De fait, pour peu “ démocratique ” qu’elle puisse paraître à première vue, la position des centrales syndicales précitées n’est pas dépourvue d’arguments sérieux. Historiques déjà. Si la négociation de branche et d’entreprise avait jusqu’ici été soumise au critère “ majoritaire ”, au sens d’une majorité de suffrages du personnel, des générations de salariés dans de nombreuses professions et entreprises auraient été privés du moindre avantage conventionnel, la CGT et même la CFDT jusqu’à une époque récente, n’ayant guère brillé par leur capacité à négocier et à signer des accords.
Plus profondément et de portée plus actuelle, comme on l’a évoqué plus haut, l’idée de faire reposer in fine la validité d’un accord collectif sur un vote majoritaire des salariés ne va pas de soi tant elle affecte la nature de l’accord collectif et même, pourrait-on dire, l’essence du syndicalisme. Le syndicalisme, en effet, repose sur la volonté d’un certain nombre de salariés d’une profession de se regrouper au sein d’une association (loi 1884) afin de négocier collectivement leurs conditions d’emploi et de rémunération. On peut aisément se convaincre que, de soi, ni la légitimité, ni l’intérêt, d’une telle négociation collective n’ont le moindre rapport avec le seuil de 50% des travailleurs d’une profession ou d’une entreprise. Dès qu’il revêt une certaine importance, un tel groupement acquiert une utilité pour négocier avec les patrons. Sa crédibilité s’accroît proportionnellement à sa capacité de mobiliser adhérents et sympathisants, à sa compétence, à son sens de la responsabilité, à son respect de la parole donnée, etc.. Quant à sa légitimité, elle ne dépend en rien du nombre de ses adhérents, mais de la liberté d’association et à sa reconnaissance par les pouvoirs publics.
II - Des orientations étonnantes pour l’élection des représentants du personnel et la mesure d’audience des syndicats
L’actuel monopole de présentation des candidatures réservé aux organisations syndicales représentatives dans l’entreprise pour le premier tour des élections professionnelles apparaît de plus en plus choquant ; d’autant plus qu’il n’évite nullement l’apparition dans certaines entreprises ou établissements de représentations syndicales contrôlées par l’employeur. Des réformes s’imposent donc. On peut se demander pourtant si la solution évoquée par le document de travail tient suffisamment compte de tous les aspects du problème.

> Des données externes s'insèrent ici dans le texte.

//! External tag table (savory/sweet, dish type, cuisine, diet) joined onto
//! recipes by title. Values are opaque text.

use crate::config::TagsConfig;
use crate::events::{Event, EventSink};
use crate::model::Recipe;
use crate::ImportError;
use log::Level;
use std::collections::{BTreeMap, HashMap};
use std::io::Read;
use std::path::Path;

#[derive(Debug, Clone, Default)]
pub struct TagTable {
    columns: Vec<String>,
    rows: HashMap<String, BTreeMap<String, String>>,
}

impl TagTable {
    /// A table with the configured columns and no rows
    pub fn empty(config: &TagsConfig) -> Self {
        Self {
            columns: config.columns.clone(),
            rows: HashMap::new(),
        }
    }

    pub fn from_path(path: &Path, config: &TagsConfig) -> Result<Self, ImportError> {
        let file = std::fs::File::open(path).map_err(|e| ImportError::io(path, e))?;
        Self::from_reader(file, config)
    }

    pub fn from_reader<R: Read>(reader: R, config: &TagsConfig) -> Result<Self, ImportError> {
        let delimiter = u8::try_from(config.delimiter).map_err(|_| {
            ::config::ConfigError::Message(format!(
                "Tag delimiter '{}' is not a single-byte character",
                config.delimiter
            ))
        })?;
        let mut reader = csv::ReaderBuilder::new()
            .delimiter(delimiter)
            .flexible(true)
            .from_reader(reader);

        let headers = reader.headers()?.clone();
        let position = |name: &str| headers.iter().position(|h| h.trim() == name);
        let key = position(&config.key_column)
            .ok_or_else(|| ImportError::MissingTagColumn(config.key_column.clone()))?;
        let columns: Vec<(String, Option<usize>)> = config
            .columns
            .iter()
            .map(|c| (c.clone(), position(c)))
            .collect();

        let mut rows = HashMap::new();
        for record in reader.records() {
            let record = record?;
            let Some(name) = record.get(key).map(str::trim).filter(|n| !n.is_empty()) else {
                continue;
            };
            let values: BTreeMap<String, String> = columns
                .iter()
                .map(|(column, index)| {
                    let value = index.and_then(|i| record.get(i)).unwrap_or_default();
                    (column.clone(), value.trim().to_string())
                })
                .collect();
            rows.insert(name.to_string(), values);
        }

        Ok(Self {
            columns: config.columns.clone(),
            rows,
        })
    }

    pub fn columns(&self) -> &[String] {
        &self.columns
    }

    pub fn len(&self) -> usize {
        self.rows.len()
    }

    pub fn is_empty(&self) -> bool {
        self.rows.is_empty()
    }

    /// Copies tag values onto each recipe. Recipes without a tag row keep
    /// empty values for every column.
    pub fn join(&self, recipes: &mut [Recipe], sink: &dyn EventSink) {
        for recipe in recipes.iter_mut() {
            match self.rows.get(&recipe.name) {
                Some(values) => recipe.tags = values.clone(),
                None => {
                    if !self.rows.is_empty() {
                        sink.emit(
                            Event::new(Level::Warn, "recipe has no tag row")
                                .with("recipe", recipe.name.clone()),
                        );
                    }
                    recipe.tags = self
                        .columns
                        .iter()
                        .map(|c| (c.clone(), String::new()))
                        .collect();
                }
            }
        }
    }
}

#[cfg(test)]
mod tests {
    use super::*;
    use crate::events::RecordingSink;

    const TAGS: &str = "Name;herzhaft;Gerichtart;Küche;VeggieFleischart;Notiz
Apfelkuchen;0;Kuchen;deutsch;vegetarisch;lecker
Chili;1;Hauptgericht;mexikanisch;Rind;
";

    fn recipe(name: &str) -> Recipe {
        Recipe {
            name: name.to_string(),
            standard_portions: 1,
            ..Default::default()
        }
    }

    #[test]
    fn test_reads_configured_columns_only() {
        let table = TagTable::from_reader(TAGS.as_bytes(), &TagsConfig::default()).unwrap();
        assert_eq!(table.len(), 2);
        assert_eq!(table.columns().len(), 4);

        let mut recipes = vec![recipe("Chili")];
        table.join(&mut recipes, &RecordingSink::new());
        assert_eq!(recipes[0].tags.get("Küche").map(String::as_str), Some("mexikanisch"));
        assert_eq!(recipes[0].tags.get("herzhaft").map(String::as_str), Some("1"));
        assert!(!recipes[0].tags.contains_key("Notiz"));
    }

    #[test]
    fn test_recipe_without_tags_keeps_empty_values() {
        let table = TagTable::from_reader(TAGS.as_bytes(), &TagsConfig::default()).unwrap();
        let sink = RecordingSink::new();
        let mut recipes = vec![recipe("Apfelkuchen"), recipe("Linsensuppe")];
        table.join(&mut recipes, &sink);

        assert_eq!(recipes[0].tags["Gerichtart"], "Kuchen");
        assert_eq!(recipes[1].tags.len(), 4);
        assert!(recipes[1].tags.values().all(String::is_empty));
        assert_eq!(sink.events().len(), 1);
        assert_eq!(sink.events()[0].get("recipe"), Some("Linsensuppe"));
    }

    #[test]
    fn test_missing_key_column_is_an_error() {
        let result =
            TagTable::from_reader("Titel;herzhaft\nA;1\n".as_bytes(), &TagsConfig::default());
        assert!(matches!(result, Err(ImportError::MissingTagColumn(ref c)) if c == "Name"));
    }

    #[test]
    fn test_missing_passthrough_column_is_empty() {
        let table =
            TagTable::from_reader("Name;herzhaft\nChili;1\n".as_bytes(), &TagsConfig::default())
                .unwrap();
        let mut recipes = vec![recipe("Chili")];
        table.join(&mut recipes, &RecordingSink::new());
        assert_eq!(recipes[0].tags["herzhaft"], "1");
        assert_eq!(recipes[0].tags["Küche"], "");
    }

    #[test]
    fn test_empty_table_joins_silently() {
        let sink = RecordingSink::new();
        let mut recipes = vec![recipe("Chili")];
        TagTable::empty(&TagsConfig::default()).join(&mut recipes, &sink);
        assert_eq!(recipes[0].tags.len(), 4);
        assert!(sink.events().is_empty());
    }
}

La solution retenue consiste, en substance, à ouvrir les candidatures - pour les élections des délégués du personnel et des représentants des salariés au comité d’entreprise - à tous les syndicats légalement constitués. Avec pour corollaire que les élections se feraient par un scrutin à un seul tour.
Il est vrai qu’une telle réforme mettrait fin, comme l’indique le document, à l’actuelle différence de traitement entre les syndicats dont la représentativité est présumée et ceux qui doivent en apporter la preuve. Mais quid des candidatures non syndicales qui peuvent aujourd’hui se présenter au deuxième tour des élections ? Les concepteurs du projet se sont-ils rendus compte qu’à promouvoir une telle solution sous le prétexte éminemment légitime de favoriser l’équité entre les syndicats, ils privaient le personnel des entreprises d’une liberté qui ne semble pas déraisonnable, même si elle aujourd’hui encore difficile à exercer : celle de confier leur représentation élue à d’autres candidats qu’à ceux présentés par les syndicats ?

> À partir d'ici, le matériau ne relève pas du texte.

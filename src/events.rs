//! Diagnostics emitted while classifying rows and extracting recipes.
//!
//! Extraction code never talks to the logger directly: it receives an
//! [`EventSink`] and reports through it, so callers decide whether events
//! end up in the log, in a review list, or both.

use log::Level;
use std::cell::RefCell;

/// One diagnostic from the extraction code
#[derive(Debug, Clone, PartialEq)]
pub struct Event {
    pub level: Level,
    pub message: String,
    /// Key/value pairs identifying the recipe, row, etc.
    pub context: Vec<(&'static str, String)>,
}

impl Event {
    pub fn new(level: Level, message: impl Into<String>) -> Self {
        Self {
            level,
            message: message.into(),
            context: Vec::new(),
        }
    }

    pub fn with(mut self, key: &'static str, value: impl Into<String>) -> Self {
        self.context.push((key, value.into()));
        self
    }

    pub fn get(&self, key: &str) -> Option<&str> {
        self.context
            .iter()
            .find(|(k, _)| *k == key)
            .map(|(_, v)| v.as_str())
    }
}

pub trait EventSink {
    fn emit(&self, event: Event);
}

/// Forwards events to the `log` facade
#[derive(Debug, Default, Clone, Copy)]
pub struct LogSink;

impl EventSink for LogSink {
    fn emit(&self, event: Event) {
        if event.context.is_empty() {
            log::log!(event.level, "{}", event.message);
        } else {
            let context = event
                .context
                .iter()
                .map(|(k, v)| format!("{k}={v:?}"))
                .collect::<Vec<_>>()
                .join(" ");
            log::log!(event.level, "{} [{}]", event.message, context);
        }
    }
}

/// Keeps every event in memory
#[derive(Debug, Default)]
pub struct RecordingSink {
    events: RefCell<Vec<Event>>,
}

impl RecordingSink {
    pub fn new() -> Self {
        Self::default()
    }

    pub fn events(&self) -> Vec<Event> {
        self.events.borrow().clone()
    }

    pub fn at_level(&self, level: Level) -> Vec<Event> {
        self.events
            .borrow()
            .iter()
            .filter(|e| e.level == level)
            .cloned()
            .collect()
    }
}

impl EventSink for RecordingSink {
    fn emit(&self, event: Event) {
        self.events.borrow_mut().push(event);
    }
}

/// Adds one context pair to every event before passing it on
pub struct Scoped<'a> {
    inner: &'a dyn EventSink,
    key: &'static str,
    value: String,
}

impl<'a> Scoped<'a> {
    pub fn new(inner: &'a dyn EventSink, key: &'static str, value: impl Into<String>) -> Self {
        Self {
            inner,
            key,
            value: value.into(),
        }
    }
}

impl EventSink for Scoped<'_> {
    fn emit(&self, mut event: Event) {
        event.context.insert(0, (self.key, self.value.clone()));
        self.inner.emit(event);
    }
}

/// Sends each event to two sinks
pub struct Tee<'a>(pub &'a dyn EventSink, pub &'a dyn EventSink);

impl EventSink for Tee<'_> {
    fn emit(&self, event: Event) {
        self.0.emit(event.clone());
        self.1.emit(event);
    }
}
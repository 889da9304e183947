use crate::model::Cookbook;
use crate::ImportError;
use log::info;
use rusqlite::types::Value;
use rusqlite::{params, params_from_iter, Connection};
use std::path::Path;

pub const RECIPES_TABLE: &str = "recipes";
pub const INGREDIENTS_TABLE: &str = "ingredients";

/// Relational target of an import
pub struct RecipeStore {
    conn: Connection,
}

impl RecipeStore {
    pub fn open(path: &Path) -> Result<Self, ImportError> {
        let conn = Connection::open(path)?;
        conn.execute_batch("PRAGMA foreign_keys=ON;")?;
        Ok(Self { conn })
    }

    pub fn open_in_memory() -> Result<Self, ImportError> {
        let conn = Connection::open_in_memory()?;
        conn.execute_batch("PRAGMA foreign_keys=ON;")?;
        Ok(Self { conn })
    }

    pub fn connection(&self) -> &Connection {
        &self.conn
    }

    pub fn table_exists(&self, table: &str) -> Result<bool, ImportError> {
        let count: i64 = self.conn.query_row(
            "SELECT COUNT(*) FROM sqlite_master WHERE type = 'table' AND name = ?1",
            params![table],
            |row| row.get(0),
        )?;
        Ok(count > 0)
    }

    fn ensure_absent(&self, table: &str) -> Result<(), ImportError> {
        if self.table_exists(table)? {
            return Err(ImportError::TableExists(table.to_string()));
        }
        Ok(())
    }

    /// Creates and fills `recipes`, then `ingredients`.
    ///
    /// Each table is written in its own transaction. If the second one fails
    /// the first stays in place; existing tables are never touched.
    pub fn load(&mut self, cookbook: &Cookbook) -> Result<(), ImportError> {
        self.write_recipes(cookbook)?;
        self.write_ingredients(cookbook)?;
        info!(
            "Loaded {} recipes and {} ingredients",
            cookbook.recipes.len(),
            cookbook.ingredients.len()
        );
        Ok(())
    }

    fn write_recipes(&mut self, cookbook: &Cookbook) -> Result<(), ImportError> {
        self.ensure_absent(RECIPES_TABLE)?;

        let tag_columns: Vec<String> = cookbook.tag_columns.iter().map(|c| quote(c)).collect();
        let mut create = String::from(
            "CREATE TABLE recipes (
                id                INTEGER PRIMARY KEY,
                name              TEXT NOT NULL UNIQUE,
                standard_portions INTEGER NOT NULL,
                source            TEXT,
                instructions      TEXT NOT NULL",
        );
        for column in &tag_columns {
            create.push_str(&format!(",\n                {column} TEXT"));
        }
        create.push_str("\n            )");

        let mut columns = vec!["id", "name", "standard_portions", "source", "instructions"]
            .into_iter()
            .map(String::from)
            .collect::<Vec<_>>();
        columns.extend(tag_columns);
        let placeholders = (1..=columns.len())
            .map(|i| format!("?{i}"))
            .collect::<Vec<_>>()
            .join(", ");
        let insert = format!(
            "INSERT INTO recipes ({}) VALUES ({placeholders})",
            columns.join(", ")
        );

        let tx = self.conn.transaction()?;
        tx.execute_batch(&create)?;
        {
            let mut stmt = tx.prepare(&insert)?;
            for recipe in &cookbook.recipes {
                let mut values = vec![
                    Value::Integer(recipe.id),
                    Value::Text(recipe.name.clone()),
                    Value::Integer(i64::from(recipe.standard_portions)),
                    recipe.source.clone().map_or(Value::Null, Value::Text),
                    Value::Text(recipe.instructions.clone()),
                ];
                values.extend(cookbook.tag_columns.iter().map(|c| {
                    Value::Text(recipe.tags.get(c).cloned().unwrap_or_default())
                }));
                stmt.execute(params_from_iter(values))?;
            }
        }
        tx.commit()?;
        Ok(())
    }

    fn write_ingredients(&mut self, cookbook: &Cookbook) -> Result<(), ImportError> {
        self.ensure_absent(INGREDIENTS_TABLE)?;

        let tx = self.conn.transaction()?;
        tx.execute_batch(
            "CREATE TABLE ingredients (
                id        INTEGER PRIMARY KEY,
                recipe_id INTEGER NOT NULL REFERENCES recipes(id),
                name      TEXT NOT NULL,
                section   TEXT NOT NULL,
                amount    REAL,
                unit      TEXT NOT NULL
            );
            CREATE INDEX idx_ingredients_recipe ON ingredients(recipe_id);",
        )?;
        {
            let mut stmt = tx.prepare(
                "INSERT INTO ingredients (id, recipe_id, name, section, amount, unit)
                 VALUES (?1, ?2, ?3, ?4, ?5, ?6)",
            )?;
            for i in &cookbook.ingredients {
                stmt.execute(params![
                    i.id,
                    i.recipe_id,
                    i.name,
                    i.section,
                    i.stored_amount(),
                    i.unit,
                ])?;
            }
        }
        tx.commit()?;
        Ok(())
    }
}

fn quote(identifier: &str) -> String {
    format!("\"{}\"", identifier.replace('"', "\"\""))
}
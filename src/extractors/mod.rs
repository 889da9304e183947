use crate::events::EventSink;
use crate::ImportError;

mod ingredients;
mod instructions;
pub mod rows;

pub use self::ingredients::{IngredientExtractor, IngredientListBuilder};
pub use self::instructions::{InstructionExtractor, Instructions};
pub use self::rows::{RowClassifier, RowOutcome};

/// Pulls one part out of a recipe document
pub trait Extractor {
    type Output;

    fn can_parse(&self, text: &str) -> bool;
    fn parse(&self, text: &str, sink: &dyn EventSink) -> Result<Self::Output, ImportError>;
}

Objets de différentes critiques par les partenaires sociaux à l’issue d’un premier tour de consultation, ces orientations initiales du gouvernement sur la réforme du dialogue social devaient être amendées. Un nouveau projet a été promis par M. Fillon pour servir de base à de nouvelles consultations.
Nul doute qu’on en reparlera début avril, après le congrés de la CGT.